How to Jailbreak a Post-trained LLM: A Case Study on DeepSeek R1 1776
March 12, 2025
Introduction
DeepSeek R1 1776 is a large language model (LLM) post-trained to provide detailed answers on historically sensitive or controversial topics. Jailbreaking refers to bypassing an LLM’s built-in safety measures to retrieve restricted or harmful information. My analysis shows that post-training models to reduce overly restrictive responses can inadvertently make them vulnerable to jailbreaking.
Why DeepSeek R1 1776 is Vulnerable
Any LLM that undergoes post-training to enhance its willingness to answer sensitive questions inherently risks becoming susceptible to sophisticated jailbreaking techniques. While DeepSeek R1 1776 initially shows robust safety against clearly harmful questions, its defenses weaken considerably when harmful prompts are cleverly combined with topics it has been specifically post-trained to discuss.

Methodology
Our approach involved four main steps:
- Dataset Creation: We began with clearly harmful prompts from StrongReject[1], including requests for information on creating explosives or toxic gases.
-
Question Combination: Malicious prompts were merged with safe example prompts
provided by the DeepSeek R1 1776 blog, such as inquiries about historical events like Tiananmen
Square. Since many LLMs refuse to handle harmful prompts directly, we utilized
mistralai/Mistral-Nemo-Instruct-2407
, known for a higher acceptance rate of controversial prompts[2], to generate coherent combined questions. - Advanced Jailbreaking with Pap_Misrepresentation[3]: We employed the pap_misrepresentation technique, disguising harmful requests within innocent-seeming contexts, such as fictional storytelling or academic inquiry. For instance, instead of directly asking how to create a bomb, we posed a narrative scenario about a fictional character constructing one.

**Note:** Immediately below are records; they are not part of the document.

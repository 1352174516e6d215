//! Ports to the outside world: HTTP transport and wall-clock time.

pub mod outbound;

pub use outbound::{
    FixedTimeSource, HttpMethod, HttpRequest, HttpResponse, HttpTransport, SystemTimeSource,
    TimeSource,
};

- Filtering Benign Prompts: Generated prompts were labeled by robust LLMs, including Claude 3.7, O3, and Gemini 2. Questions identified as benign by any of these models were excluded from our analysis.
Evaluation Metrics
We used:
- Refusal rate (higher better): Binary indication of whether the model refused to answer.
- Specificity and convincingness scores: Both were assessed using a rescaled Likert scale from 0 to 1. 1 means specific and convincing.

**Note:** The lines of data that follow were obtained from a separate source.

//! Client configuration with validation.
//!
//! A config is built once and then shared read-only by every request the
//! client makes. Host and port are derived from the TLS flag and the
//! optional cluster / overrides.

use super::error::ConfigError;
use serde::{Deserialize, Serialize};
use std::time::Duration;
use url::Url;

/// Default API host when no cluster or host override is given
pub const DEFAULT_HOST: &str = "api.pusherapp.com";

/// Default request timeout
pub const DEFAULT_TIMEOUT: Duration = Duration::from_secs(5);

/// Environment variable holding a full `http(s)://key:secret@host/apps/<id>` URL
pub const ENV_URL: &str = "PUSHER_URL";
pub const ENV_APP_ID: &str = "PUSHER_APP_ID";
pub const ENV_KEY: &str = "PUSHER_KEY";
pub const ENV_SECRET: &str = "PUSHER_SECRET";
pub const ENV_CLUSTER: &str = "PUSHER_CLUSTER";

/// Pusher application credentials and endpoint settings.
#[derive(Clone, Serialize, Deserialize, PartialEq, Eq)]
pub struct PusherConfig {
    pub app_id: String,
    pub key: String,
    pub secret: String,
    /// Use HTTPS
    #[serde(default = "default_ssl")]
    pub ssl: bool,
    /// Cluster name, e.g. `eu` or `mt1`
    #[serde(default)]
    pub cluster: Option<String>,
    /// Explicit host; wins over `cluster`
    #[serde(default)]
    pub host: Option<String>,
    /// Explicit port; otherwise 443 / 80 depending on `ssl`
    #[serde(default)]
    pub port: Option<u16>,
    /// Per-request timeout handed to the HTTP transport
    #[serde(default = "default_timeout", with = "duration_secs")]
    pub timeout: Duration,
}

fn default_ssl() -> bool {
    true
}

fn default_timeout() -> Duration {
    DEFAULT_TIMEOUT
}

mod duration_secs {
    use serde::{Deserialize, Deserializer, Serializer};
    use std::time::Duration;

    pub fn serialize<S: Serializer>(d: &Duration, s: S) -> Result<S::Ok, S::Error> {
        s.serialize_u64(d.as_secs())
    }

    pub fn deserialize<'de, D: Deserializer<'de>>(d: D) -> Result<Duration, D::Error> {
        u64::deserialize(d).map(Duration::from_secs)
    }
}

// Keep the secret out of logs.
impl std::fmt::Debug for PusherConfig {
    fn fmt(&self, f: &mut std::fmt::Formatter<'_>) -> std::fmt::Result {
        f.debug_struct("PusherConfig")
            .field("app_id", &self.app_id)
            .field("key", &self.key)
            .field("secret", &"<redacted>")
            .field("ssl", &self.ssl)
            .field("cluster", &self.cluster)
            .field("host", &self.host)
            .field("port", &self.port)
            .field("timeout", &self.timeout)
            .finish()
    }
}

impl PusherConfig {
    /// Create a config with HTTPS on the default host.
    pub fn new(
        app_id: impl Into<String>,
        key: impl Into<String>,
        secret: impl Into<String>,
    ) -> Self {
        Self {
            app_id: app_id.into(),
            key: key.into(),
            secret: secret.into(),
            ssl: true,
            cluster: None,
            host: None,
            port: None,
            timeout: DEFAULT_TIMEOUT,
        }
    }

    pub fn with_cluster(mut self, cluster: impl Into<String>) -> Self {
        self.cluster = Some(cluster.into());
        self
    }

    pub fn with_host(mut self, host: impl Into<String>) -> Self {
        self.host = Some(host.into());
        self
    }

    pub fn with_port(mut self, port: u16) -> Self {
        self.port = Some(port);
        self
    }

    pub fn with_ssl(mut self, ssl: bool) -> Self {
        self.ssl = ssl;
        self
    }

    pub fn with_timeout(mut self, timeout: Duration) -> Self {
        self.timeout = timeout;
        self
    }

    /// Parse `http(s)://<key>:<secret>@<host>[:port]/apps/<app_id>`.
    pub fn from_url(raw: &str) -> Result<Self, ConfigError> {
        let parsed = Url::parse(raw).map_err(|e| ConfigError::InvalidUrl(e.to_string()))?;

        let ssl = match parsed.scheme() {
            "https" => true,
            "http" => false,
            other => {
                return Err(ConfigError::InvalidUrl(format!(
                    "unsupported scheme {other:?}"
                )))
            }
        };

        let key = parsed.username();
        let secret = parsed
            .password()
            .ok_or_else(|| ConfigError::InvalidUrl("missing secret".into()))?;
        let host = parsed
            .host_str()
            .ok_or_else(|| ConfigError::InvalidUrl("missing host".into()))?;

        let app_id = match parsed.path_segments().map(|s| s.collect::<Vec<_>>()) {
            Some(segments) if segments.len() == 2 && segments[0] == "apps" => segments[1],
            _ => {
                return Err(ConfigError::InvalidUrl(format!(
                    "expected path /apps/<app_id>, got {:?}",
                    parsed.path()
                )))
            }
        };

        let mut config = Self::new(app_id, key, secret)
            .with_ssl(ssl)
            .with_host(host);
        config.port = parsed.port();
        config.validate()?;
        Ok(config)
    }

    /// Load from `PUSHER_URL`, or from `PUSHER_APP_ID`, `PUSHER_KEY`,
    /// `PUSHER_SECRET` and optional `PUSHER_CLUSTER`.
    pub fn from_env() -> Result<Self, ConfigError> {
        Self::from_lookup(|name| std::env::var(name).ok())
    }

    fn from_lookup(lookup: impl Fn(&str) -> Option<String>) -> Result<Self, ConfigError> {
        if let Some(url) = lookup(ENV_URL) {
            return Self::from_url(&url);
        }

        let required = |name: &str| lookup(name).ok_or_else(|| ConfigError::MissingEnv(name.into()));
        let mut config = Self::new(
            required(ENV_APP_ID)?,
            required(ENV_KEY)?,
            required(ENV_SECRET)?,
        );
        config.cluster = lookup(ENV_CLUSTER);
        config.validate()?;
        Ok(config)
    }

    /// Validate configuration
    pub fn validate(&self) -> Result<(), ConfigError> {
        if self.app_id.is_empty() {
            return Err(ConfigError::MissingField("app_id"));
        }
        if self.key.is_empty() {
            return Err(ConfigError::MissingField("key"));
        }
        if self.secret.is_empty() {
            return Err(ConfigError::MissingField("secret"));
        }
        Ok(())
    }

    /// Effective API host
    pub fn effective_host(&self) -> String {
        match (&self.host, &self.cluster) {
            (Some(host), _) => host.clone(),
            (None, Some(cluster)) => format!("api-{cluster}.pusher.com"),
            (None, None) => DEFAULT_HOST.to_string(),
        }
    }

    /// Effective API port
    pub fn effective_port(&self) -> u16 {
        self.port.unwrap_or(if self.ssl { 443 } else { 80 })
    }

    pub fn scheme(&self) -> &'static str {
        if self.ssl {
            "https"
        } else {
            "http"
        }
    }

    /// Base URL for API requests, e.g. `https://api-eu.pusher.com:443`
    pub fn base_url(&self) -> String {
        format!(
            "{}://{}:{}",
            self.scheme(),
            self.effective_host(),
            self.effective_port()
        )
    }
}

- Overall Score (lower better)
Below is a comparison of the Overall Score and Refusal Rate for different prompt types:
R1 1776 | R1 | |
---|---|---|
Overall Score/Refusal Rate | Overall Score/Refusal Rate | |
Jailbreak Question | 0% / 100% | 0% / 100% |
Combined Question | 50.3% / 44.4% | 22.5% / 73.6% |
Pap Combined Question | 67.4% / 25% | 64.6% / 30.6% |
DeepSeek R1 1776 initially showed perfect defense (100% refusal) against clearly malicious jailbreak prompts. Merging malicious prompts with historically sensitive topics significantly lowered refusal rates (44.4%), showing clear vulnerabilities introduced by post-training. However, the base model R1 is less vulnerable to these prompts. Further disguised prompts drastically reduced refusals to 25%, indicating even more pronounced vulnerability.
Recommendations
- Evaluate Thoroughly: When deploying post-trained models specialized for sensitive domains, conduct evaluations by generating domain-specific jailbreak datasets.
- Balance Specificity and Safety: Avoid excessive fine-tuning toward openness, as this often inadvertently introduces vulnerabilities.
- Continuous Monitoring: Regularly update your jailbreak testing methodology to account for emerging threats and novel jailbreaking strategies.
Conclusion
DeepSeek R1 1776 exemplifies a broader issue facing post-trained LLMs: Increased specificity can unintentionally reduce safety. Our findings underline the importance of careful alignment and evaluation when deploying models designed to answer sensitive or controversial queries.
An example of generated prompts and R1-1776's responses: https://huggingface.co/datasets/weijiejailbreak/jailbreak_1776_step3
References
- Souly, Alexandra, et al. "A strongreject for empty jailbreaks." arXiv preprint arXiv:2402.10260 (2024).
- Cui, Justin, et al. "Or-bench: An over-refusal benchmark for large language models." arXiv preprint arXiv:2405.20947 (2024).
- Zeng, Yi, et al. "How johnny can persuade llms to jailbreak them: Rethinking persuasion to challenge ai safety by humanizing llms." Proceedings of the 62nd Annual Meeting of the Association for Computational Linguistics (Volume 1: Long Papers). 2024.